I also recommend Bharati Mukherjee’s On Being an American Writer; I’m still working my way through the others.

Comments

  1. The father of a friend helped build Columbia. I met him around 1964, before it was finished, and he was quite proud of the place.

  2. A local cartoonist did an “investigative cartoon” about Columbia – oh, probably 20 years ago now, I’ll have to see if I can find it when I get to work. One of the panels had a list of phrases you were supposed to sort into Columbia street names or Twyla Tharp dance routines…

  3. Terry Collmann says

    Roll Right Court would have been named after the Roll Right Stones, a Neolithic stone circle close to the Oxfordshire/Gloucestershire border in the Chilterns with a mass of mythology about them (no one is ever supposed to count the stones and come up with the same number twice running, for example)
    http://iklepop.pwp.blueyonder.co.uk/Ancient_Stones/Oxfd_Rollright.htm
    And a garth is a Scandinavian place-name element found in Britain and meaning “enclosure”, more specifically a “grass enclosure adjacent to a farmhouse”, while a grange is a country house with farm buildings attached … so not so odd for a placename, in fact …
    http://www.viking.no/e/england/danelaw/e-landscape.htm
    Now had there been somewhere in the town called Neaves Pightle …
    http://www.lothingland.page.co.uk/ashby3.htm
    http://www.pyghtle.freeserve.co.uk/pyghtle.htm

  4. Hello from Maryland – love your blog, of course!
    The town (unincorporated, technically) is infamous for the strange names of roads and also for visitors getting lost, due to the lack of traditional long roads, very strict architectural set-back rules, a preponderance of curved roads, those non-semantic, non-directional road names and the total lack of geometrical sense of the place.
    Sadly, this unusual layout hinders one of the goals of the original project by the Rouse company: efficient mass transit. The ideal mass transit city is shaped like a toothpick; the next most ideal one is shaped like an “X” with one interchange. One shaped like a cobweb spun by a crackhead spider resist efficient transit geometry, though they try. With 100,000 people living in Columbia between the two cities of the “double star”, 4th largest metropolis in the country, transit is a serious unresolved issue in the land of “Ring Dove Lane” and “Snowden River Parkway” in a city with no doves and no Snowden River.

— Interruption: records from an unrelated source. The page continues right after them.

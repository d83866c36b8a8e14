use crate::common::function::FunctionCode;
use crate::decode::FrameDecodeLevel;
use crate::error::ProtocolError;
use crate::exception::ExceptionCode;

pub(crate) mod constants {
    pub(crate) const HEADER_LENGTH: usize = 1;
    pub(crate) const FUNCTION_CODE_LENGTH: usize = 1;
    pub(crate) const CRC_LENGTH: usize = 2;
    pub(crate) const MIN_FRAME_LENGTH: usize = HEADER_LENGTH + FUNCTION_CODE_LENGTH + CRC_LENGTH;
    /// length of an exception response: header, function, exception code, crc
    pub(crate) const EXCEPTION_FRAME_LENGTH: usize = MIN_FRAME_LENGTH + 1;
    /// address/count or address/value pair carried by every supported request
    pub(crate) const REQUEST_BODY_LENGTH: usize = 4;
    pub(crate) const MAX_FRAME_LENGTH: usize = 256;
}

/// precomputes the CRC table as a constant!
const CRC: crc::Crc<u16> = crc::Crc::<u16>::new(&crc::CRC_16_MODBUS);

/// CRC16/MODBUS (poly 0xA001 reflected, seed 0xFFFF) over `data`
pub fn crc16(data: &[u8]) -> u16 {
    CRC.checksum(data)
}

/// A decoded Modbus RTU frame
///
/// On the wire: `[slave_id][function_code][payload...][crc lsb][crc msb]`
#[derive(Clone, Debug, PartialEq, Eq)]
pub struct Frame {
    /// address of the slave the frame is to or from
    pub slave_id: u8,
    /// raw function code, including the exception flag on exception responses
    pub function_code: u8,
    /// PDU body following the function code
    pub payload: Vec<u8>,
    /// CRC16 over the address, function code and payload
    pub crc: u16,
}

impl Frame {
    /// build a frame and compute its CRC
    pub fn new(slave_id: u8, function_code: u8, payload: Vec<u8>) -> Self {
        let mut digest = CRC.digest();
        digest.update(&[slave_id, function_code]);
        digest.update(&payload);
        Self {
            slave_id,
            function_code,
            payload,
            crc: digest.finalize(),
        }
    }

    /// serialize to wire bytes with the little-endian CRC appended
    pub fn encode(&self) -> Vec<u8> {
        let mut bytes = Vec::with_capacity(constants::MIN_FRAME_LENGTH + self.payload.len());
        bytes.push(self.slave_id);
        bytes.push(self.function_code);
        bytes.extend_from_slice(&self.payload);
        bytes.extend_from_slice(&self.crc.to_le_bytes());
        bytes
    }

    /// parse wire bytes, validating the trailing CRC
    pub fn decode(bytes: &[u8]) -> Result<Self, ProtocolError> {
        if bytes.len() < constants::MIN_FRAME_LENGTH {
            return Err(ProtocolError::TooShort(bytes.len()));
        }

        let (body, crc) = bytes.split_at(bytes.len() - constants::CRC_LENGTH);
        let received = u16::from_le_bytes([crc[0], crc[1]]);
        let expected = crc16(body);
        if received != expected {
            return Err(ProtocolError::CrcMismatch { received, expected });
        }

        Ok(Self {
            slave_id: body[0],
            function_code: body[1],
            payload: body[2..].to_vec(),
            crc: received,
        })
    }

    /// true if the function code carries the exception flag
    pub fn is_exception(&self) -> bool {
        self.function_code & crate::constants::EXCEPTION_FLAG != 0
    }

    /// exception code of an exception response
    pub fn exception(&self) -> Option<ExceptionCode> {
        if !self.is_exception() {
            return None;
        }
        self.payload.first().map(|x| ExceptionCode::from(*x))
    }
}

/// encode a request frame, appending the little-endian CRC
pub fn encode_request(slave_id: u8, function_code: u8, payload: &[u8]) -> Vec<u8> {
    Frame::new(slave_id, function_code, payload.to_vec()).encode()
}

/// recompute the CRC over all but the last two bytes and compare it to the trailing value
pub fn verify(frame_bytes: &[u8]) -> bool {
    if frame_bytes.len() < constants::MIN_FRAME_LENGTH {
        return false;
    }
    let (body, crc) = frame_bytes.split_at(frame_bytes.len() - constants::CRC_LENGTH);
    crc16(body) == u16::from_le_bytes([crc[0], crc[1]])
}

/// encode an exception response for `function_code`
pub fn exception_response(slave_id: u8, function_code: u8, ex: ExceptionCode) -> Vec<u8> {
    Frame::new(
        slave_id,
        function_code | crate::constants::EXCEPTION_FLAG,
        vec![ex.into()],
    )
    .encode()
}

/// encode an address + count/value request body
pub(crate) fn address_pair(first: u16, second: u16) -> Vec<u8> {
    let mut body = Vec::with_capacity(constants::REQUEST_BODY_LENGTH);
    body.extend_from_slice(&first.to_be_bytes());
    body.extend_from_slice(&second.to_be_bytes());
    body
}

/// Total length of the response frame at the front of `buffer`, once enough of
/// the header has arrived to tell
pub(crate) fn expected_response_len(buffer: &[u8]) -> Option<usize> {
    let function = *buffer.get(1)?;
    if function & crate::constants::EXCEPTION_FLAG != 0 {
        return Some(constants::EXCEPTION_FRAME_LENGTH);
    }
    match FunctionCode::get(function) {
        Some(fc) if fc.is_write() => {
            Some(constants::MIN_FRAME_LENGTH + constants::REQUEST_BODY_LENGTH)
        }
        Some(_) => {
            let byte_count = *buffer.get(2)? as usize;
            Some(constants::MIN_FRAME_LENGTH + 1 + byte_count)
        }
        // can't size an unknown function, fall back to what is buffered
        None => None,
    }
}

pub(crate) struct RtuDisplay<'a> {
    level: FrameDecodeLevel,
    frame: &'a Frame,
}

impl<'a> RtuDisplay<'a> {
    pub(crate) fn new(level: FrameDecodeLevel, frame: &'a Frame) -> Self {
        RtuDisplay { level, frame }
    }
}

impl std::fmt::Display for RtuDisplay<'_> {
    fn fmt(&self, f: &mut std::fmt::Formatter) -> std::fmt::Result {
        write!(
            f,
            "unit: {:#04X} fc: {:#04X} crc: {:#06X} (payload len = {})",
            self.frame.slave_id,
            self.frame.function_code,
            self.frame.crc,
            self.frame.payload.len(),
        )?;
        if self.level.payload_enabled() {
            crate::common::phys::format_bytes(f, &self.frame.payload)?;
        }
        Ok(())
    }
}

#[cfg(test)]
mod tests {
    use super::*;

    const UNIT_ID: u8 = 0x2A;

    const READ_COILS_REQUEST: &[u8] = &[
        UNIT_ID, // unit id
        0x01,    // function code
        0x00, 0x10, // starting address
        0x00, 0x13, // qty of outputs
        0x7A, 0x19, // crc
    ];

    const READ_HOLDING_REGISTERS_RESPONSE: &[u8] = &[
        UNIT_ID, // unit id
        0x03,    // function code
        0x06,    // byte count
        0x12, 0x34, 0x56, 0x78, 0x23, 0x45, // register values
        0x30, 0x60, // crc
    ];

    const WRITE_SINGLE_COIL_REQUEST: &[u8] = &[
        UNIT_ID, // unit id
        0x05,    // function code
        0x00, 0x10, // output address
        0xFF, 0x00, // output value
        0x8B, 0xE4, // crc
    ];

    #[test]
    fn crc_matches_reference_vector() {
        let crc = crc16(&[0x01, 0x03, 0x00, 0x00, 0x00, 0x0A]);
        // transmitted as C5 CD
        assert_eq!(crc.to_le_bytes(), [0xC5, 0xCD]);
    }

    #[test]
    fn crc_matches_bitwise_definition() {
        fn bitwise(data: &[u8]) -> u16 {
            let mut crc: u16 = 0xFFFF;
            for byte in data {
                crc ^= *byte as u16;
                for _ in 0..8 {
                    crc = if crc & 0x0001 != 0 {
                        (crc >> 1) ^ 0xA001
                    } else {
                        crc >> 1
                    };
                }
            }
            crc
        }

        for sample in [
            READ_COILS_REQUEST,
            READ_HOLDING_REGISTERS_RESPONSE,
            WRITE_SINGLE_COIL_REQUEST,
        ] {
            let body = &sample[..sample.len() - 2];
            assert_eq!(crc16(body), bitwise(body));
        }
    }

    #[test]
    fn encodes_known_frames() {
        assert_eq!(
            encode_request(UNIT_ID, 0x01, &address_pair(0x10, 0x13)),
            READ_COILS_REQUEST
        );
        assert_eq!(
            encode_request(UNIT_ID, 0x05, &address_pair(0x10, 0xFF00)),
            WRITE_SINGLE_COIL_REQUEST
        );
    }

    #[test]
    fn decode_recovers_encoded_fields() {
        let payload = vec![0x00, 0x01, 0xAB, 0xCD, 0xEF];
        let bytes = encode_request(0x11, 0x03, &payload);
        let frame = Frame::decode(&bytes).unwrap();
        assert_eq!(frame.slave_id, 0x11);
        assert_eq!(frame.function_code, 0x03);
        assert_eq!(frame.payload, payload);
        assert!(verify(&bytes));
    }

    #[test]
    fn decodes_response_with_byte_count() {
        let frame = Frame::decode(READ_HOLDING_REGISTERS_RESPONSE).unwrap();
        assert_eq!(frame.slave_id, UNIT_ID);
        assert_eq!(frame.payload[0], 6);
        assert_eq!(frame.crc, 0x6030);
    }

    #[test]
    fn fails_on_wrong_crc() {
        let mut bytes = READ_COILS_REQUEST.to_vec();
        bytes[6] = 0xFF;
        bytes[7] = 0xFF;
        assert!(!verify(&bytes));
        assert_eq!(
            Frame::decode(&bytes),
            Err(ProtocolError::CrcMismatch {
                received: 0xFFFF,
                expected: 0x197A
            })
        );
    }

    #[test]
    fn fails_on_short_frame() {
        assert_eq!(Frame::decode(&[0x01, 0x03, 0x00]), Err(ProtocolError::TooShort(3)));
        assert!(!verify(&[0x01]));
    }

    #[test]
    fn builds_exception_responses() {
        let bytes = exception_response(0x01, 0x03, ExceptionCode::IllegalDataAddress);
        assert_eq!(bytes.len(), constants::EXCEPTION_FRAME_LENGTH);
        let frame = Frame::decode(&bytes).unwrap();
        assert!(frame.is_exception());
        assert_eq!(frame.function_code, 0x83);
        assert_eq!(frame.exception(), Some(ExceptionCode::IllegalDataAddress));
    }

    #[test]
    fn sizes_responses_from_their_header() {
        assert_eq!(expected_response_len(&[UNIT_ID]), None);
        assert_eq!(expected_response_len(&[UNIT_ID, 0x83]), Some(5));
        assert_eq!(expected_response_len(&[UNIT_ID, 0x05]), Some(8));
        assert_eq!(expected_response_len(&[UNIT_ID, 0x03]), None);
        assert_eq!(
            expected_response_len(READ_HOLDING_REGISTERS_RESPONSE),
            Some(READ_HOLDING_REGISTERS_RESPONSE.len())
        );
        assert_eq!(expected_response_len(&[UNIT_ID, 0x2B, 0x00]), None);
    }
}
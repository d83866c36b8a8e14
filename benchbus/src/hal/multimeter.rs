use crate::hal::equipment::HalError;
use crate::hal::measurement::TestMeasurement;
use crate::hal::scpi::ScpiSession;
use crate::hal::transport::Transport;

/// Digital multimeter driven with SCPI `CONF`/`READ?` pairs
#[derive(Debug)]
pub struct Multimeter {
    session: ScpiSession,
}

impl Multimeter {
    /// driver named `name` over `transport`
    pub fn new(name: &str, transport: Transport) -> Self {
        Self {
            session: ScpiSession::new(name, transport),
        }
    }

    /// registry name
    pub fn name(&self) -> &str {
        self.session.name()
    }

    /// reply to the last `*IDN?`
    pub fn identity(&self) -> Option<&str> {
        self.session.identity()
    }

    /// underlying transport
    pub fn transport(&self) -> &Transport {
        self.session.transport()
    }

    /// true while the transport is open
    pub fn is_connected(&self) -> bool {
        self.session.is_connected()
    }

    /// open the transport
    pub async fn connect(&mut self) -> Result<(), HalError> {
        self.session.connect().await
    }

    /// close the transport
    pub async fn disconnect(&mut self) {
        self.session.disconnect().await
    }

    /// identify then reset the meter
    pub async fn initialize(&mut self) -> Result<(), HalError> {
        self.session.identify().await?;
        self.session.reset().await
    }

    /// `*RST`
    pub async fn reset(&mut self) -> Result<(), HalError> {
        self.session.reset().await
    }

    /// `*TST?`, true on pass
    pub async fn self_test(&mut self) -> Result<bool, HalError> {
        self.session.self_test().await
    }

    /// DC voltage in volts, optionally fixing the range first
    pub async fn measure_voltage_dc(
        &mut self,
        range: Option<f64>,
    ) -> Result<TestMeasurement, HalError> {
        self.measure(Function::VoltageDc, range).await
    }

    /// DC current in amps, optionally fixing the range first
    pub async fn measure_current_dc(
        &mut self,
        range: Option<f64>,
    ) -> Result<TestMeasurement, HalError> {
        self.measure(Function::CurrentDc, range).await
    }

    /// 2-wire resistance in ohms, optionally fixing the range first
    pub async fn measure_resistance(
        &mut self,
        range: Option<f64>,
    ) -> Result<TestMeasurement, HalError> {
        self.measure(Function::Resistance, range).await
    }

    async fn measure(
        &mut self,
        function: Function,
        range: Option<f64>,
    ) -> Result<TestMeasurement, HalError> {
        if let Some(range) = range {
            self.session
                .command(&format!("{} {}", function.range_command(), range))
                .await?;
        }
        self.session.command(function.configure_command()).await?;
        let (parameter, unit) = function.parameter();
        self.session.measure("READ?", parameter, unit).await
    }
}

#[derive(Copy, Clone)]
enum Function {
    VoltageDc,
    CurrentDc,
    Resistance,
}

impl Function {
    fn configure_command(self) -> &'static str {
        match self {
            Function::VoltageDc => "CONF:VOLT:DC",
            Function::CurrentDc => "CONF:CURR:DC",
            Function::Resistance => "CONF:RES",
        }
    }

    fn range_command(self) -> &'static str {
        match self {
            Function::VoltageDc => "VOLT:DC:RANG",
            Function::CurrentDc => "CURR:DC:RANG",
            Function::Resistance => "RES:RANG",
        }
    }

    fn parameter(self) -> (&'static str, &'static str) {
        match self {
            Function::VoltageDc => ("DC_VOLTAGE", "V"),
            Function::CurrentDc => ("DC_CURRENT", "A"),
            Function::Resistance => ("RESISTANCE", "Ohm"),
        }
    }
}
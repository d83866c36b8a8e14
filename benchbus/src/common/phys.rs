use std::fmt::Write;
use std::time::Duration;

use tokio::io::{AsyncReadExt, AsyncWriteExt};

use crate::decode::PhysDecodeLevel;
use crate::error::ConnectionError;
use crate::serial::SerialSettings;

const LOOPBACK_BUFFER_SIZE: usize = 4096;

/// Byte channel carrying Modbus RTU frames
///
/// Either a real serial port or one end of an in-process loopback created
/// with [`loopback_pair`](crate::loopback_pair).
pub struct PhysLayer {
    layer: PhysLayerImpl,
}

// encapsulates all possible physical layers as an enum
enum PhysLayerImpl {
    #[cfg(feature = "serial")]
    Serial(tokio_serial::SerialStream, Duration),
    Loopback(tokio::io::DuplexStream),
}

impl std::fmt::Debug for PhysLayer {
    fn fmt(&self, f: &mut std::fmt::Formatter) -> std::fmt::Result {
        match &self.layer {
            #[cfg(feature = "serial")]
            PhysLayerImpl::Serial(_, _) => f.write_str("Serial"),
            PhysLayerImpl::Loopback(_) => f.write_str("Loopback"),
        }
    }
}

impl PhysLayer {
    /// open a serial port with the given settings
    #[cfg(feature = "serial")]
    pub fn open_serial(path: &str, settings: SerialSettings) -> Result<Self, ConnectionError> {
        let stream = crate::serial::open(path, settings).map_err(|err| {
            ConnectionError::OpenFailed {
                target: path.to_string(),
                reason: err.to_string(),
            }
        })?;
        let gap = crate::serial::inter_frame_gap(settings.baud_rate);
        Ok(Self {
            layer: PhysLayerImpl::Serial(stream, gap),
        })
    }

    /// open a serial port with the given settings
    #[cfg(not(feature = "serial"))]
    pub fn open_serial(path: &str, _settings: SerialSettings) -> Result<Self, ConnectionError> {
        Err(ConnectionError::OpenFailed {
            target: path.to_string(),
            reason: "serial support is not enabled".to_string(),
        })
    }

    pub(crate) fn loopback_pair() -> (Self, Self) {
        let (a, b) = tokio::io::duplex(LOOPBACK_BUFFER_SIZE);
        (
            Self {
                layer: PhysLayerImpl::Loopback(a),
            },
            Self {
                layer: PhysLayerImpl::Loopback(b),
            },
        )
    }

    /// quiet period that terminates a frame on this channel, if the line dictates one
    pub(crate) fn inter_frame_gap(&self) -> Option<Duration> {
        match &self.layer {
            #[cfg(feature = "serial")]
            PhysLayerImpl::Serial(_, gap) => Some(*gap),
            PhysLayerImpl::Loopback(_) => None,
        }
    }

    pub(crate) async fn read(
        &mut self,
        buffer: &mut [u8],
        decode_level: PhysDecodeLevel,
    ) -> Result<usize, std::io::Error> {
        let length = match &mut self.layer {
            #[cfg(feature = "serial")]
            PhysLayerImpl::Serial(x, _) => x.read(buffer).await?,
            PhysLayerImpl::Loopback(x) => x.read(buffer).await?,
        };

        if decode_level.enabled() {
            if let Some(x) = buffer.get(0..length) {
                tracing::info!("PHYS RX - {}", PhysDisplay::new(decode_level, x))
            }
        }

        Ok(length)
    }

    pub(crate) async fn write(
        &mut self,
        data: &[u8],
        decode_level: PhysDecodeLevel,
    ) -> Result<(), std::io::Error> {
        if decode_level.enabled() {
            tracing::info!("PHYS TX - {}", PhysDisplay::new(decode_level, data));
        }

        match &mut self.layer {
            #[cfg(feature = "serial")]
            PhysLayerImpl::Serial(x, _) => {
                x.write_all(data).await?;
                x.flush().await
            }
            PhysLayerImpl::Loopback(x) => {
                x.write_all(data).await?;
                x.flush().await
            }
        }
    }

    /// discard whatever is already buffered on the inbound side, returning the number of bytes dropped
    pub(crate) async fn drain(&mut self) -> Result<usize, std::io::Error> {
        let mut scratch = [0u8; 256];
        let mut dropped = 0;
        loop {
            // a zero timeout still polls the read once, so only ready bytes are consumed
            match tokio::time::timeout(Duration::ZERO, self.read(&mut scratch, PhysDecodeLevel::Nothing)).await {
                Ok(Ok(0)) | Err(_) => return Ok(dropped),
                Ok(Ok(count)) => dropped += count,
                Ok(Err(err)) => return Err(err),
            }
        }
    }
}

pub(crate) struct PhysDisplay<'a> {
    level: PhysDecodeLevel,
    data: &'a [u8],
}

impl<'a> PhysDisplay<'a> {
    pub(crate) fn new(level: PhysDecodeLevel, data: &'a [u8]) -> Self {
        PhysDisplay { level, data }
    }
}

impl std::fmt::Display for PhysDisplay<'_> {
    fn fmt(&self, f: &mut std::fmt::Formatter) -> std::fmt::Result {
        write!(f, "{} bytes", self.data.len())?;
        if self.level.data_enabled() {
            format_bytes(f, self.data)?;
        }
        Ok(())
    }
}

const BYTES_PER_DECODE_LINE: usize = 18;

pub(crate) fn format_bytes(f: &mut std::fmt::Formatter, bytes: &[u8]) -> std::fmt::Result {
    for chunk in bytes.chunks(BYTES_PER_DECODE_LINE) {
        writeln!(f)?;
        let mut first = true;
        for byte in chunk {
            if !first {
                f.write_char(' ')?;
            }
            first = false;
            write!(f, "{byte:02X?}")?;
        }
    }
    Ok(())
}

#[cfg(test)]
mod tests {
    use super::*;

    #[tokio::test]
    async fn loopback_carries_bytes_both_ways() {
        let (mut a, mut b) = PhysLayer::loopback_pair();
        a.write(&[0x01, 0x02, 0x03], PhysDecodeLevel::Data)
            .await
            .unwrap();
        let mut buffer = [0u8; 8];
        let count = b.read(&mut buffer, PhysDecodeLevel::Nothing).await.unwrap();
        assert_eq!(&buffer[..count], &[0x01, 0x02, 0x03]);

        b.write(&[0xAA], PhysDecodeLevel::Nothing).await.unwrap();
        let count = a.read(&mut buffer, PhysDecodeLevel::Nothing).await.unwrap();
        assert_eq!(&buffer[..count], &[0xAA]);
        assert!(a.inter_frame_gap().is_none());
    }

    #[tokio::test]
    async fn drain_discards_only_pending_bytes() {
        let (mut a, mut b) = PhysLayer::loopback_pair();
        a.write(&[0xDE, 0xAD, 0xBE, 0xEF], PhysDecodeLevel::Nothing)
            .await
            .unwrap();
        assert_eq!(b.drain().await.unwrap(), 4);
        assert_eq!(b.drain().await.unwrap(), 0);
    }

    #[test]
    fn formats_bytes_in_fixed_width_lines() {
        struct Dump<'a>(&'a [u8]);
        impl std::fmt::Display for Dump<'_> {
            fn fmt(&self, f: &mut std::fmt::Formatter) -> std::fmt::Result {
                format_bytes(f, self.0)
            }
        }

        let data: Vec<u8> = (0..20).collect();
        let text = Dump(&data).to_string();
        let lines: Vec<&str> = text.lines().skip(1).collect();
        assert_eq!(lines.len(), 2);
        assert!(lines[0].starts_with("00 01 02"));
        assert_eq!(lines[1], "12 13");
    }
}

  5. Interesting stuff, though I’ve a hard time imagining a town shaped like a toothpick. Judging by how the next examples is an “X” shape, would I be right in guessing that a ‘toothpick-shaped’ town is a linear settlement – A single straight road with building on each side?

  6. That’s how I took it, and there are plenty of towns like that along roads (I presume in such cases “mass transit” would involve a bus or streetcar shuttling between one end of town and the other).

  7. Just so. Of course you can scale up from the line or X to the full gridiron without losing much. As for the Rollright Stones, Tolkien mentions them in Farmer Giles of Ham, “away beyond the Standing Stones and all”.

  8. This is completely tangential, but your title “Phelps his Luck in Columbia” makes me think of Edmund Phelps who had a lucky year at Columbia University in 2006: he was the sole winner of the Nobel Prize for Economics.
    Silly consonance. OK, back to the regular discussion.

  9. Hank Roberts says

    > mass transit
    Do they have footpaths/sidewalks/stairs between houses, to let people walk more directly to transit stops?
    I live in a part of Berkeley build up in the 1920s, which for drivers is a maze of twisty little streets, all alike. For pedestrians, it’s wonderful.
    When developed, the area was advertised as having “no home site more than a fifteen minute walk from the train” — an electric trolley, which met the ferry to San Francisco, and later had a dedicated deck of the Bay Bridge. Far faster than driving, then or now, door to door.
    Now, the old Key Route is just a wonderfully wide but trackless street.